At that precise moment, we jumped up, Samir J* and I, and disappeared, horrified, into the P*ian night.

We’re still running, even now, fleeing from the immense flood of identity problems seemingly trying to submerge the world and its inhabitants, and we strongly suspect, as we gallop, that these problems are not any more real than those of the native-torn citizen of Khzazna.

KHOURIBGA, OR THE LAWS OF THE UNIVERSE

“One day,” Ali confided in us…

“Wait, let’s order first.”

(What are you going to have? I dunno…You? etc. )

Five minutes later:

“One day,” Ali confided in us…

Or rather ooonnnnne night ,” crooned Hamid.

“Stop, let him talk!”

“Good God! If we can’t coo along…”

“Except you’re not cooing innocently, you’re doing it just to bother him.”

“Me? You accuse me of being some kind of provocateur? etc.

Five minutes later:

“It was last year. I was freelancing for La Tribune de Casablanca —we have to pay for our studies after all…”

“Sure, but hang on a second, someone must have pulled strings for you. One doesn’t just become a freelancer for La Tribune like that.”

“You think someone pulled strings for me? You accuse me of being some kind of bourgeois? etc.

Five minutes later:

“One day, and this is what I’ve been trying to get to, one day, I found myself in Khouribga, researching (get this) ‘men who matter.’ Bizarre, no? (And note that I’m talking about men, not women — freelancers aren’t sent off to research icons or muses…”

“That wouldn’t be a bad film title: No muse for the freelancer.

“…nor the skilled kolkhoz women, even less the Cleopatras or the Kahinas, as if those tramps’ counterparts didn’t exist in the Cherifien Empire under Hassan II. But anyway.) You’ve asked me to essplain . It was a sudden whim of the director of La Tribune . Thumbs passed through the holes of his cardigan (he didn’t have the money to repair the seams, you know how poor the gazettes are), so, fingers in the holes, a badly lit Casa Sports dangling from his disdainful lip, spectacles on his nose (à la “press boss”), he hit me with the following, at dawn: ‘You’re gonna do a piece for me on men who matter …’—utterly untimely—‘…in Khouribga.’ I didn’t dare ask him what he meant by that. (A freelancer shuts up or gets out.) I wasn’t so much worried by the strangeness of this inquiry: why the devil was La Tribune de Casablanca interested in what went on a hundred miles to the east, high up on this arid plateau where nothing grows except esparto and problems? I’m a freelancer, I don’t bother myself with these considerations. So I rushed pronto to the bus station, I boarded a bus dating from before the Flood — held together only by a bolt, paint, and prayers — and after a trek which it’s best you know nothing about (someone even vomited on me, a baby), I got off around noon in Khouribga, a dusty little town…”

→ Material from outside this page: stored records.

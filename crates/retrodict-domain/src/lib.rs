//! Retrodict Domain Layer
//!
//! This crate contains the data model shared by every stage of the
//! reconstruction engine. It defines the fundamental concepts, value objects,
//! and trait interfaces that all other crates depend upon.
//!
//! ## Key Concepts
//!
//! - **Trace**: An immutable unit of present-day evidence about the past
//! - **Claim**: An assertion about history, admitted only with sufficient evidence
//! - **Entity / Event**: Reconstructed things and occurrences, placed on a layer
//! - **Causal Edge**: A weighted cause → effect link backed by claims
//! - **Snapshot**: An immutable, versioned world-model state
//! - **Void**: An explicit marker for a gap in evidence
//!
//! ## Architecture
//!
//! - Pure data and small pure functions only
//! - Pipeline stages live in their own crates
//! - Persistence is behind the [`traits::SnapshotStore`] trait

#![warn(missing_docs)]
#![warn(clippy::all)]

pub mod audit;
pub mod claim;
pub mod confidence;
pub mod error;
pub mod ids;
pub mod layer;
pub mod model;
pub mod provenance;
pub mod reason;
pub mod snapshot;
pub mod time;
pub mod trace;
pub mod traits;

// Re-exports for convenience
pub use audit::{AdmissionDecision, AuditEvent, AuditRecord, AuditTrail, TriangulationCheck};
pub use claim::{
    Assertion, AssertionKey, Claim, ClaimStatus, ClaimTemplate, Polarity, RelationKind,
    Significance,
};
pub use confidence::{ConfidenceBands, ConfidenceInterval, ConfidenceLevel};
pub use error::DomainError;
pub use ids::{ClaimId, EntityId, EventId, NodeRef, TraceId, VersionId};
pub use layer::Layer;
pub use model::{AttributeValue, CausalEdge, Entity, Event, NodeConfidence};
pub use provenance::ProvenanceEntry;
pub use reason::{
    EvidenceSummary, Flag, FlagSubject, GapType, ReasonCode, TraceContribution, VoidReason,
    VoidRecord,
};
pub use snapshot::{ConfidenceRevision, ModelContent, SnapshotKind, WorldModelSnapshot};
pub use time::{TimeDistribution, TimeEstimate, TimeGrid, TimeUnit};
pub use traits::SnapshotStore;
pub use trace::{SubstrateType, Trace};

“…with every intention of staying that way…”

“…where a cousin of mine had been wandering around the Tadla bitumen office for months. I quickly stumbled upon him, as he spent all his days in a café, hoping for employment that never came, but still living in hope. Emotional embraces, taps on the back, I’m fine, my brother, hamdoullah , and your mother, hamdoullah , and your sister, hamdoullah , fine, fine, thanks be to God, and the little Narjis, he’s getting bigger, hamdoullah , and the old Allal, may God rest his soul, oh really? ma cha’llah , and the neighbor So-and-so, we hung him, and the cat, etc. Five minutes had passed when I suddenly remembered the reason for my expedition.

“‘Hamou…,’ I say to him.”

“His name was Hamou?”

Ali ignores the senseless interruption.

“‘Hamou, I say to him, I’m looking for men who matter in this town!’ He nods, pours himself a cup of tea, sips the boiling beverage, brow furrowed, eyes half-closed, lost in thoughts as deep as ‘the lake’ of little Lamartine (do you remember, from high school?), thoughts so deep that one might worry he’d never return, lost in the world of Ideas (you remember, philosophy class?). Then he shakes himself…”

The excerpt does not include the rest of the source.